— Work required —
Until the last line is reached, keep transcribing the material exactly.

— Data for this task —
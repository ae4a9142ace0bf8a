//! A Go package: the parsed files of one directory.

use std::path::{Path, PathBuf};

use tree_sitter::Node;

use crate::ast;
use crate::error::LoadError;
use crate::file::{FileKey, GoFile};

/// Parsed files sharing one package clause.
#[derive(Debug)]
pub struct GoPackage {
    import_path: String,
    name: String,
    dir: PathBuf,
    files: Vec<GoFile>,
}

impl GoPackage {
    /// Assembles a package from already parsed files.
    ///
    /// Files of an external test package (`package foo_test`) are dropped.
    ///
    /// # Errors
    ///
    /// Returns [`LoadError::MixedPackages`] when the remaining files
    /// declare different package names.
    pub fn new(
        import_path: impl Into<String>,
        dir: impl Into<PathBuf>,
        files: Vec<GoFile>,
    ) -> Result<Self, LoadError> {
        let dir = dir.into();
        let mut name: Option<String> = None;
        let mut kept = Vec::with_capacity(files.len());

        for file in files {
            let declared = file.package_name();
            if file.is_test() && declared.ends_with("_test") {
                continue;
            }
            match &name {
                None => name = Some(declared.to_owned()),
                Some(existing) if existing != declared => {
                    return Err(LoadError::MixedPackages {
                        dir,
                        first: existing.clone(),
                        second: declared.to_owned(),
                    });
                }
                Some(_) => {}
            }
            kept.push(file);
        }

        Ok(Self {
            import_path: import_path.into(),
            name: name.unwrap_or_default(),
            dir,
            files: kept,
        })
    }

    /// Builds a package from in-memory sources, mainly for tests and tools.
    ///
    /// # Errors
    ///
    /// Returns the first parse error, or a package mismatch error.
    pub fn from_sources(import_path: &str, sources: &[(&str, &str)]) -> Result<Self, LoadError> {
        let dir = PathBuf::from("/virtual").join(import_path);
        let files = sources
            .iter()
            .map(|(name, src)| GoFile::parse(dir.join(name), *name, (*src).to_owned()))
            .collect::<Result<Vec<_>, _>>()?;
        Self::new(import_path, dir, files)
    }

    /// Full import path.
    #[must_use]
    pub fn import_path(&self) -> &str {
        &self.import_path
    }

    /// Declared package name.
    #[must_use]
    pub fn name(&self) -> &str {
        &self.name
    }

    /// Directory holding the sources.
    #[must_use]
    pub fn dir(&self) -> &Path {
        &self.dir
    }

    /// All files, test files included.
    #[must_use]
    pub fn files(&self) -> &[GoFile] {
        &self.files
    }

    /// File with the given key.
    #[must_use]
    pub fn file(&self, key: FileKey) -> Option<&GoFile> {
        self.files.iter().find(|f| f.key() == key)
    }

    /// Top-level function `name` (not a method).
    #[must_use]
    pub fn find_function(&self, name: &str) -> Option<(&GoFile, Node<'_>)> {
        self.top_level("function_declaration")
            .find(|(file, node)| decl_name(file, *node) == Some(name))
    }

    /// Method `name` declared on receiver type `receiver` (pointer or value).
    #[must_use]
    pub fn find_method(&self, receiver: &str, name: &str) -> Option<(&GoFile, Node<'_>)> {
        self.top_level("method_declaration").find(|(file, node)| {
            decl_name(file, *node) == Some(name)
                && receiver_type_name(file, *node) == Some(receiver)
        })
    }

    /// `type_spec` declaring `name`.
    #[must_use]
    pub fn find_type(&self, name: &str) -> Option<(&GoFile, Node<'_>)> {
        self.top_level("type_declaration").find_map(|(file, decl)| {
            ast::named_children(decl)
                .into_iter()
                .filter(|n| matches!(n.kind(), "type_spec" | "type_alias"))
                .find(|spec| {
                    spec.child_by_field_name("name")
                        .is_some_and(|n| file.text(n) == name)
                })
                .map(|spec| (file, spec))
        })
    }

    /// Whether a top-level function `name` exists.
    #[must_use]
    pub fn has_function(&self, name: &str) -> bool {
        self.find_function(name).is_some()
    }

    fn top_level<'a>(&'a self, kind: &'a str) -> impl Iterator<Item = (&'a GoFile, Node<'a>)> {
        self.files.iter().flat_map(move |file| {
            ast::named_children(file.root())
                .into_iter()
                .filter(move |n| n.kind() == kind)
                .map(move |n| (file, n))
        })
    }
}

/// Declared name of a function, method or type spec.
#[must_use]
pub fn decl_name<'a>(file: &'a GoFile, node: Node<'_>) -> Option<&'a str> {
    node.child_by_field_name("name").map(|n| file.text(n))
}

/// Receiver type of a method, with pointer and type arguments stripped.
#[must_use]
pub fn receiver_type_name<'a>(file: &'a GoFile, method: Node<'_>) -> Option<&'a str> {
    let receiver = method.child_by_field_name("receiver")?;
    let param = ast::named_children(receiver)
        .into_iter()
        .find(|n| n.kind() == "parameter_declaration")?;
    let mut ty = param.child_by_field_name("type")?;
    loop {
        match ty.kind() {
            "pointer_type" | "generic_type" => ty = ast::first_named(ty)?,
            "type_identifier" => return Some(file.text(ty)),
            _ => return None,
        }
    }
}

/// Name of the receiver variable of a method (`r` in `func (r T) ...`).
#[must_use]
pub fn receiver_var_name<'a>(file: &'a GoFile, method: Node<'_>) -> Option<&'a str> {
    let receiver = method.child_by_field_name("receiver")?;
    let param = ast::named_children(receiver)
        .into_iter()
        .find(|n| n.kind() == "parameter_declaration")?;
    param.child_by_field_name("name").map(|n| file.text(n))
}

— Response box —
repository ae4a9142ace0bf8a
//! A Go package: the parsed files of one directory.

use std::path::{Path, PathBuf};

use tree_sitter::Node;

use crate::ast;
use crate::error::LoadError;
use crate::file::{FileKey, GoFile};

/// Parsed files sharing one package clause.
#[derive(Debug)]
pub struct GoPackage {
    import_path: String,
    name: String,
    dir: PathBuf,
    files: Vec<GoFile>,
}

impl GoPackage {
    /// Assembles a package from already parsed files.
    ///
    /// Files of an external test package (`package foo_test`) are dropped.
    ///
    /// # Errors
    ///
    /// Returns [`LoadError::MixedPackages`] when the remaining files
    /// declare different package names.
    pub fn new(
        import_path: impl Into<String>,
        dir: impl Into<PathBuf>,
        files: Vec<GoFile>,
    ) -> Result<Self, LoadError> {
        let dir = dir.into();
        let mut name: Option<String> = None;
        let mut kept = Vec::with_capacity(files.len());

        for file in files {
            let declared = file.package_name();
            if file.is_test() && declared.ends_with("_test") {
                continue;
            }
            match &name {
                None => name = Some(declared.to_owned()),
                Some(existing) if existing != declared => {
                    return Err(LoadError::MixedPackages {
                        dir,
                        first: existing.clone(),
                        second: declared.to_owned(),
                    });
                }
                Some(_) => {}
            }
            kept.push(file);
        }

        Ok(Self {
            import_path: import_path.into(),
            name: name.unwrap_or_default(),
            dir,
            files: kept,
        })
    }

    /// Builds a package from in-memory sources, mainly for tests and tools.
    ///
    /// # Errors
    ///
    /// Returns the first parse error, or a package mismatch error.
    pub fn from_sources(import_path: &str, sources: &[(&str, &str)]) -> Result<Self, LoadError> {
        let dir = PathBuf::from("/virtual").join(import_path);
        let files = sources
            .iter()
            .map(|(name, src)| GoFile::parse(dir.join(name), *name, (*src).to_owned()))
            .collect::<Result<Vec<_>, _>>()?;
        Self::new(import_path, dir, files)
    }

    /// Full import path.
    #[must_use]
    pub fn import_path(&self) -> &str {
        &self.import_path
    }

    /// Declared package name.
    #[must_use]
    pub fn name(&self) -> &str {
        &self.name
    }

    /// Directory holding the sources.
    #[must_use]
    pub fn dir(&self) -> &Path {
        &self.dir
    }

    /// All files, test files included.
    #[must_use]
    pub fn files(&self) -> &[GoFile] {
        &self.files
    }

    /// File with the given key.
    #[must_use]
    pub fn file(&self, key: FileKey) -> Option<&GoFile> {
        self.files.iter().find(|f| f.key() == key)
    }

    /// Top-level function `name` (not a method).
    #[must_use]
    pub fn find_function(&self, name: &str) -> Option<(&GoFile, Node<'_>)> {
        self.top_level("function_declaration")
            .find(|(file, node)| decl_name(file, *node) == Some(name))
    }

    /// Method `name` declared on receiver type `receiver` (pointer or value).
    #[must_use]
    pub fn find_method(&self, receiver: &str, name: &str) -> Option<(&GoFile, Node<'_>)> {
        self.top_level("method_declaration").find(|(file, node)| {
            decl_name(file, *node) == Some(name)
                && receiver_type_name(file, *node) == Some(receiver)
        })
    }

    /// `type_spec` declaring `name`.
    #[must_use]
    pub fn find_type(&self, name: &str) -> Option<(&GoFile, Node<'_>)> {
        self.top_level("type_declaration").find_map(|(file, decl)| {
            ast::named_children(decl)
                .into_iter()
                .filter(|n| matches!(n.kind(), "type_spec" | "type_alias"))
                .find(|spec| {
                    spec.child_by_field_name("name")
                        .is_some_and(|n| file.text(n) == name)
                })
                .map(|spec| (file, spec))
        })
    }

    /// Whether a top-level function `name` exists.
    #[must_use]
    pub fn has_function(&self, name: &str) -> bool {
        self.find_function(name).is_some()
    }

    fn top_level<'a>(&'a self, kind: &'a str) -> impl Iterator<Item = (&'a GoFile, Node<'a>)> {
        self.files.iter().flat_map(move |file| {
            ast::named_children(file.root())
                .into_iter()
                .filter(move |n| n.kind() == kind)
                .map(move |n| (file, n))
        })
    }
}

/// Declared name of a function, method or type spec.
#[must_use]
pub fn decl_name<'a>(file: &'a GoFile, node: Node<'_>) -> Option<&'a str> {
    node.child_by_field_name("name").map(|n| file.text(n))
}

/// Receiver type of a method, with pointer and type arguments stripped.
#[must_use]
pub fn receiver_type_name<'a>(file: &'a GoFile, method: Node<'_>) -> Option<&'a str> {
    let receiver = method.child_by_field_name("receiver")?;
    let param = ast::named_children(receiver)
        .into_iter()
        .find(|n| n.kind() == "parameter_declaration")?;
    let mut ty = param.child_by_field_name("type")?;
    loop {
        match ty.kind() {
            "pointer_type" | "generic_type" => ty = ast::first_named(ty)?,
            "type_identifier" => return Some(file.text(ty)),
            _ => return None,
        }
    }
}

/// Name of the receiver variable of a method (`r` in `func (r T) ...`).
#[must_use]
pub fn receiver_var_name<'a>(file: &'a GoFile, method: Node<'_>) -> Option<&'a str> {
    let receiver = method.child_by_field_name("receiver")?;
    let param = ast::named_children(receiver)
        .into_iter()
        .find(|n| n.kind() == "parameter_declaration")?;
    param.child_by_field_name("name").map(|n| file.text(n))
}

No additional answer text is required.